### Brief
Tally every line in the entries below that holds "operation", then give only the total.

### Entries provided
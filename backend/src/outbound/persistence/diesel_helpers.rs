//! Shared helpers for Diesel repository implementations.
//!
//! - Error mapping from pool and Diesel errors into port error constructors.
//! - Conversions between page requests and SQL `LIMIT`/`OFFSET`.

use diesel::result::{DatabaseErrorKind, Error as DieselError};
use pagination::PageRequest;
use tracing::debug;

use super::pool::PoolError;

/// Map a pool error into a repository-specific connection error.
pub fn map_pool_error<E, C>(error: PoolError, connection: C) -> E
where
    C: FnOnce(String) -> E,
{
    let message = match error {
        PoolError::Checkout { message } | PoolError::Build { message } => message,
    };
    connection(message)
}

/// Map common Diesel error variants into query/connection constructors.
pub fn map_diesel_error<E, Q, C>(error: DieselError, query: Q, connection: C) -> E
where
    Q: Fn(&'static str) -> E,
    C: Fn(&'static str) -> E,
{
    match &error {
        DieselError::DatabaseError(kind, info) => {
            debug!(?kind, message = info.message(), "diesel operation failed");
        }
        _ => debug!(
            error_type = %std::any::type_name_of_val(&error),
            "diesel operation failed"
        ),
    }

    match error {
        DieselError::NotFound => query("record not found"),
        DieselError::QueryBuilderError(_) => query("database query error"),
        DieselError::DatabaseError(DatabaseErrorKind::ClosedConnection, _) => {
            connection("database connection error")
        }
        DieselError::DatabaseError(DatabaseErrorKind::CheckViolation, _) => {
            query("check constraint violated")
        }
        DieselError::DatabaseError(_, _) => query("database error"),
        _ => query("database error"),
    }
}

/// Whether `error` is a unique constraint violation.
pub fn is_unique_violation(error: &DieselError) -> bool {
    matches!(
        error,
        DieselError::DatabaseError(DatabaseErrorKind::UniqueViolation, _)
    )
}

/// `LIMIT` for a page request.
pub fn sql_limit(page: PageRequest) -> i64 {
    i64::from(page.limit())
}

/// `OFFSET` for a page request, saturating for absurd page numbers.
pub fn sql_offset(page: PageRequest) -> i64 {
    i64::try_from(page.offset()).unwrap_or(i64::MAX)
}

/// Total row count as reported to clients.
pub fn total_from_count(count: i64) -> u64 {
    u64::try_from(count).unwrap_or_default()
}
* * *
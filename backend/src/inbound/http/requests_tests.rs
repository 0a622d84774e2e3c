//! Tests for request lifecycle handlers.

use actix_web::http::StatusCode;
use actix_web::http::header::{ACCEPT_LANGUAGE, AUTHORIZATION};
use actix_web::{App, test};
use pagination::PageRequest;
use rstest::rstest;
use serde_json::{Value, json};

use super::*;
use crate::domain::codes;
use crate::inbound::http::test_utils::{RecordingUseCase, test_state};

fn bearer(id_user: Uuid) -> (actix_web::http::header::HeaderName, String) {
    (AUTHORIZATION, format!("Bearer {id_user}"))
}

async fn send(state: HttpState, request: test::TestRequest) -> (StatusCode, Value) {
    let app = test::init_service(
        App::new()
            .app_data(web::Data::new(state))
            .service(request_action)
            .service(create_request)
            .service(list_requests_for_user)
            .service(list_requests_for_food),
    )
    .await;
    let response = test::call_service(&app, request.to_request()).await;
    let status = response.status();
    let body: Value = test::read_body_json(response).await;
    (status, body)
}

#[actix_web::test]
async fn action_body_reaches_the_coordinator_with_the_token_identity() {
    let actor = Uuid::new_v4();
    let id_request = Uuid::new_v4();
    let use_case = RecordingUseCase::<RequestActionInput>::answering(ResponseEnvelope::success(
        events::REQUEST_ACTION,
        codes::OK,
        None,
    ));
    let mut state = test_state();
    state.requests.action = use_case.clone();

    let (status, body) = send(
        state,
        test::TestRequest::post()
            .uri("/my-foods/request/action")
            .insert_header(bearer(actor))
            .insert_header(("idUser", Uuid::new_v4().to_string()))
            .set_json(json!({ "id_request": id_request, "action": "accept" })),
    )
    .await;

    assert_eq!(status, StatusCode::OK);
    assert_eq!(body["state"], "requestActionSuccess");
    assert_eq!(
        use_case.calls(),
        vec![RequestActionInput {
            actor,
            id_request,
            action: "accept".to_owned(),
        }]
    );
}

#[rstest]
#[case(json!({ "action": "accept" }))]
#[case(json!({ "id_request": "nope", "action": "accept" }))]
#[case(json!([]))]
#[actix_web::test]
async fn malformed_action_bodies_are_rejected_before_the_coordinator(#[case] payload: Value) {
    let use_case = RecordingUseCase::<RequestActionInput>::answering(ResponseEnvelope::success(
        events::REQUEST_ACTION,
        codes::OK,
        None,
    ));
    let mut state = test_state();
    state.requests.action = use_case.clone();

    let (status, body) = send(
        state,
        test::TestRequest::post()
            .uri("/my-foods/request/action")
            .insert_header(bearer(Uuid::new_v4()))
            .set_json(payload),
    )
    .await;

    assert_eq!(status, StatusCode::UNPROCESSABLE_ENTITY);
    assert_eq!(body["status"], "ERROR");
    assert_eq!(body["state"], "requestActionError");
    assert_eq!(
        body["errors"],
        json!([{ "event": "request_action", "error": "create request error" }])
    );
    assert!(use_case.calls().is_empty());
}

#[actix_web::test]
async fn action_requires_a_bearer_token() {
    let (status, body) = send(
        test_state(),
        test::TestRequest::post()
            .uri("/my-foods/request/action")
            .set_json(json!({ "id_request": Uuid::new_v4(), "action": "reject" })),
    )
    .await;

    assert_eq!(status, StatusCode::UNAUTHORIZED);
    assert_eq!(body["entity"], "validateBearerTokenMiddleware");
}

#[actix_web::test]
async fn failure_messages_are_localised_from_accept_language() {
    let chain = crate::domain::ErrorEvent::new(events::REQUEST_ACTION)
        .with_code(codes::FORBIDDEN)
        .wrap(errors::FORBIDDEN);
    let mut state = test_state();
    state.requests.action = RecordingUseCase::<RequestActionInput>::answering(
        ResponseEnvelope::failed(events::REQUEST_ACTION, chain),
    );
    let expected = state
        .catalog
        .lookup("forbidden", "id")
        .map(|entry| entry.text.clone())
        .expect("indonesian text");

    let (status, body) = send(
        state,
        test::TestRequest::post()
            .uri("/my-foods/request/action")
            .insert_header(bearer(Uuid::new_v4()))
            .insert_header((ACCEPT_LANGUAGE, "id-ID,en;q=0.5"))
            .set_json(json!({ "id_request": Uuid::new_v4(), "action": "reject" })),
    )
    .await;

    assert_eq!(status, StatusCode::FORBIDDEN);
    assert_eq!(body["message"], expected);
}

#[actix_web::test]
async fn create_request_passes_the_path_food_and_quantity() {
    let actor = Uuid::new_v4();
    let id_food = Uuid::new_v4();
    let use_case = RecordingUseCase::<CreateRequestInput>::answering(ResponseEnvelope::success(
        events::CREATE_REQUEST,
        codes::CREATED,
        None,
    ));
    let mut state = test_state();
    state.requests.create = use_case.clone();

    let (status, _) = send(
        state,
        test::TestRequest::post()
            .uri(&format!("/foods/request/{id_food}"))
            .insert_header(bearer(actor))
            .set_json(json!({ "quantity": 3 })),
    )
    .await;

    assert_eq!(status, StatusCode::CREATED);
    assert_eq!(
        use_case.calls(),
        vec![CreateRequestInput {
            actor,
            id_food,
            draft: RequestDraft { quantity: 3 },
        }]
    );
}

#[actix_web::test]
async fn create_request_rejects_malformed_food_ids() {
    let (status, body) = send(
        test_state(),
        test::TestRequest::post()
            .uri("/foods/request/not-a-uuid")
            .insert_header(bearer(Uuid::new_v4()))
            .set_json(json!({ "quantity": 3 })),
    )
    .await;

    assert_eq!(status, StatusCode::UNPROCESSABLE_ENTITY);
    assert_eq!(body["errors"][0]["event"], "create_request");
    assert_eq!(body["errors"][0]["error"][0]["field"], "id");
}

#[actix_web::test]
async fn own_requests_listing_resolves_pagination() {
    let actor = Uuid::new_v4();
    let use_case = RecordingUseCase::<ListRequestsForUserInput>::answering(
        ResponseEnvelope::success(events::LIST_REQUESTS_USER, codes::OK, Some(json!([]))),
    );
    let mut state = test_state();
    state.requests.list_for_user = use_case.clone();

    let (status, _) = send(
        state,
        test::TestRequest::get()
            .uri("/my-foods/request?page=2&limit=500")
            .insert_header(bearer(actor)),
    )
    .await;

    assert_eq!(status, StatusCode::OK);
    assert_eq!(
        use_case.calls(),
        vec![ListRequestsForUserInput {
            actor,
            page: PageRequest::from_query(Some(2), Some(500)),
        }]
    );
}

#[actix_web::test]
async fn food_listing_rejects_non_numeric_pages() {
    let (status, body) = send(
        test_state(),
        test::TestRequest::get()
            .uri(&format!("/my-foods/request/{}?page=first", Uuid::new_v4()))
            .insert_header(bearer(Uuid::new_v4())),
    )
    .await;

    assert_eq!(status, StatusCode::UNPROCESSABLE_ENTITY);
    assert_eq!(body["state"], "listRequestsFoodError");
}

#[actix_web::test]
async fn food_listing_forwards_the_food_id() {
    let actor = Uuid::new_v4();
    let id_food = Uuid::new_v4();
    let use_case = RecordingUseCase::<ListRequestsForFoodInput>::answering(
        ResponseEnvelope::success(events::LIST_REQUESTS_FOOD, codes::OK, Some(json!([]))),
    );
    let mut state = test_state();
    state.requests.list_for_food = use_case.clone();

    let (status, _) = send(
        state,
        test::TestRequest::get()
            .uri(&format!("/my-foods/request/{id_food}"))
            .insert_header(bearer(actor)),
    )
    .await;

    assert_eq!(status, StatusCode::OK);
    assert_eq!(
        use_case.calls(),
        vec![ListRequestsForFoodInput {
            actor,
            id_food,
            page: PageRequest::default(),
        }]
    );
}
* * *
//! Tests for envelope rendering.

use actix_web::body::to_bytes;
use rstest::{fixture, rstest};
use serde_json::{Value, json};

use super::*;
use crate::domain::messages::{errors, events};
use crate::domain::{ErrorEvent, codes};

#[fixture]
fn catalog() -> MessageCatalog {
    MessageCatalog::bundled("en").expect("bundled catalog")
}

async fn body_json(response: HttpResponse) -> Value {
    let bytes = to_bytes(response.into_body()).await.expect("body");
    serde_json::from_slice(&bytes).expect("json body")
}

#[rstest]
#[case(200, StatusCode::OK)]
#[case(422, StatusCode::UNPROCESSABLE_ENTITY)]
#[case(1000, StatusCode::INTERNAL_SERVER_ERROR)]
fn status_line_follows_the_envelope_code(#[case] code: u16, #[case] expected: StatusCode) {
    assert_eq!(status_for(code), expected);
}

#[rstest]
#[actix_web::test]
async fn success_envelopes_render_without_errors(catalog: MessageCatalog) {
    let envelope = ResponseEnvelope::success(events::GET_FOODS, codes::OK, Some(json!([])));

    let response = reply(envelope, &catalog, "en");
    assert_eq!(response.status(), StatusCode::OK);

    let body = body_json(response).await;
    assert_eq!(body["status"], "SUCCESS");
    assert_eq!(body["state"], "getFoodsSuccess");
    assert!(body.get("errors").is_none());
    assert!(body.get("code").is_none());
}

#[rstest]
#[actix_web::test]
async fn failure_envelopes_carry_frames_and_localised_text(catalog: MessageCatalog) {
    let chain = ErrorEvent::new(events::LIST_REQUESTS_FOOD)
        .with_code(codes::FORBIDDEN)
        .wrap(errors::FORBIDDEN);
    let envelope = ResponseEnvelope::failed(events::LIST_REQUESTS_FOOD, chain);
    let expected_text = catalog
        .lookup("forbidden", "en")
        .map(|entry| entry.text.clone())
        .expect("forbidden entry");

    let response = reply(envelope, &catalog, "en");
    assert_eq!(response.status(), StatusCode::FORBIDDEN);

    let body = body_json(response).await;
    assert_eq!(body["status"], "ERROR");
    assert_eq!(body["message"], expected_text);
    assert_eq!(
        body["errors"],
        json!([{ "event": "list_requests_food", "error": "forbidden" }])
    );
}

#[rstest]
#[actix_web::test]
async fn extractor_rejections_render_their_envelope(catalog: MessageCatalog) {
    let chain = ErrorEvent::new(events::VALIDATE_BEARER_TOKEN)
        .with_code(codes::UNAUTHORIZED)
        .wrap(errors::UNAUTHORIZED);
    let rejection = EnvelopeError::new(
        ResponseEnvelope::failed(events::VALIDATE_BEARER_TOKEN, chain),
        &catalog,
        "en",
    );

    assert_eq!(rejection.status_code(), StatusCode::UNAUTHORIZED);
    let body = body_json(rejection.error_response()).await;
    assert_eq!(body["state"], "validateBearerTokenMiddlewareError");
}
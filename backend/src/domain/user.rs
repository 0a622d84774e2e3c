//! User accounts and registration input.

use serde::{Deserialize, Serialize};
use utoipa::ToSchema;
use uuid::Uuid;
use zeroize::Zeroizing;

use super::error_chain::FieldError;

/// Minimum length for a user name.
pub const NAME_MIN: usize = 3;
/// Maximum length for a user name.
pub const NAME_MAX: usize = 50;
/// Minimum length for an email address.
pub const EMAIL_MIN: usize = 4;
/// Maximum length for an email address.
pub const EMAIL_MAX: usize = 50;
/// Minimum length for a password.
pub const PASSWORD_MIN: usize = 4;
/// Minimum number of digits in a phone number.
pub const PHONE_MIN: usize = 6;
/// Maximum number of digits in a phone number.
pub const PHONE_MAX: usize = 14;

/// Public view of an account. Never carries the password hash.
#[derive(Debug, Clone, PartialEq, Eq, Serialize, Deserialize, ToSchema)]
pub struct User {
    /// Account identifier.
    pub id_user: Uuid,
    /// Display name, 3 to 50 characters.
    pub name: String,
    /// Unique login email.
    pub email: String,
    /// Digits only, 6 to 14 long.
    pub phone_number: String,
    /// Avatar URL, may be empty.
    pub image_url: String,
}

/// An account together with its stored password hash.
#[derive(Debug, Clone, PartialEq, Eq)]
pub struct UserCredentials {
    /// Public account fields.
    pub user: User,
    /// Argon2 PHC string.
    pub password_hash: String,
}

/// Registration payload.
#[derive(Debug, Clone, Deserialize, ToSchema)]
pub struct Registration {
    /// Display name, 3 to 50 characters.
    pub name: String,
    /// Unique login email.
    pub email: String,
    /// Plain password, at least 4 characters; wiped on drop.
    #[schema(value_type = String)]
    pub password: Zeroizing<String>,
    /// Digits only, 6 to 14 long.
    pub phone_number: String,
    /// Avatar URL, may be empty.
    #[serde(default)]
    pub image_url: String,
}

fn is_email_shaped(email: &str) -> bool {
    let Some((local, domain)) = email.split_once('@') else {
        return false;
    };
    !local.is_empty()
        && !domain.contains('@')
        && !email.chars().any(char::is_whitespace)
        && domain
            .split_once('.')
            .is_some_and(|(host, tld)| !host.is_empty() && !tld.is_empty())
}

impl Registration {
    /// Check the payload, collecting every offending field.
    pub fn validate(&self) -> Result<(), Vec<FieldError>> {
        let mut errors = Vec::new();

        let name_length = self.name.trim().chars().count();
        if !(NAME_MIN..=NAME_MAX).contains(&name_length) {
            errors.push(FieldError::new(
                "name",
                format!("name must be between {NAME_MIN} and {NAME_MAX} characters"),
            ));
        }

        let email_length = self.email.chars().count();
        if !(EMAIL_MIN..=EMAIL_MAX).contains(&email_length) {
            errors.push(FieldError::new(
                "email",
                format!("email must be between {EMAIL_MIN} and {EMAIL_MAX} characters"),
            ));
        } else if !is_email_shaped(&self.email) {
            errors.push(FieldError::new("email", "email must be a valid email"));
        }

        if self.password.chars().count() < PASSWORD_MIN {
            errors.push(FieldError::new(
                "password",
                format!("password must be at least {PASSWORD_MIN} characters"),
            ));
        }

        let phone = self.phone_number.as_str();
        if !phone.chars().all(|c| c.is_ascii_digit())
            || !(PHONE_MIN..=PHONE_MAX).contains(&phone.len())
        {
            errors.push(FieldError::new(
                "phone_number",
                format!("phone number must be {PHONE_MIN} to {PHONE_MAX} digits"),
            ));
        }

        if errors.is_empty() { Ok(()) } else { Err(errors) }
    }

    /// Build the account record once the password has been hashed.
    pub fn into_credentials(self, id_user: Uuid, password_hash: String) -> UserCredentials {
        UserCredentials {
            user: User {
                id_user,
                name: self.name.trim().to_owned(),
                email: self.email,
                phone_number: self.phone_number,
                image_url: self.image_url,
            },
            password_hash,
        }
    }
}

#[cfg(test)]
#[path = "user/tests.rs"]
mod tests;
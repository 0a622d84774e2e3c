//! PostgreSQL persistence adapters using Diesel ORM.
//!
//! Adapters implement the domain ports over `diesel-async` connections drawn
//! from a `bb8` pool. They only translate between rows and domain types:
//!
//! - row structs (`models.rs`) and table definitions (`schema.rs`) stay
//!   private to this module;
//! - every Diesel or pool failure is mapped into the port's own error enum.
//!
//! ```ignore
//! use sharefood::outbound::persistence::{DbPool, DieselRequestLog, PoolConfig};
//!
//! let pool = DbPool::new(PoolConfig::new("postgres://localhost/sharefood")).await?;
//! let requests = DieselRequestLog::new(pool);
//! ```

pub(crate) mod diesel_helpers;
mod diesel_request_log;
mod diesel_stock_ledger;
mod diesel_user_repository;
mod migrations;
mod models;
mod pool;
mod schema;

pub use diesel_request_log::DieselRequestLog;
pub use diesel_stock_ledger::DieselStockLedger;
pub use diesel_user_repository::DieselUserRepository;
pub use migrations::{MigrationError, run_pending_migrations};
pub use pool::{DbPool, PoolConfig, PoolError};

### Answer for the task
2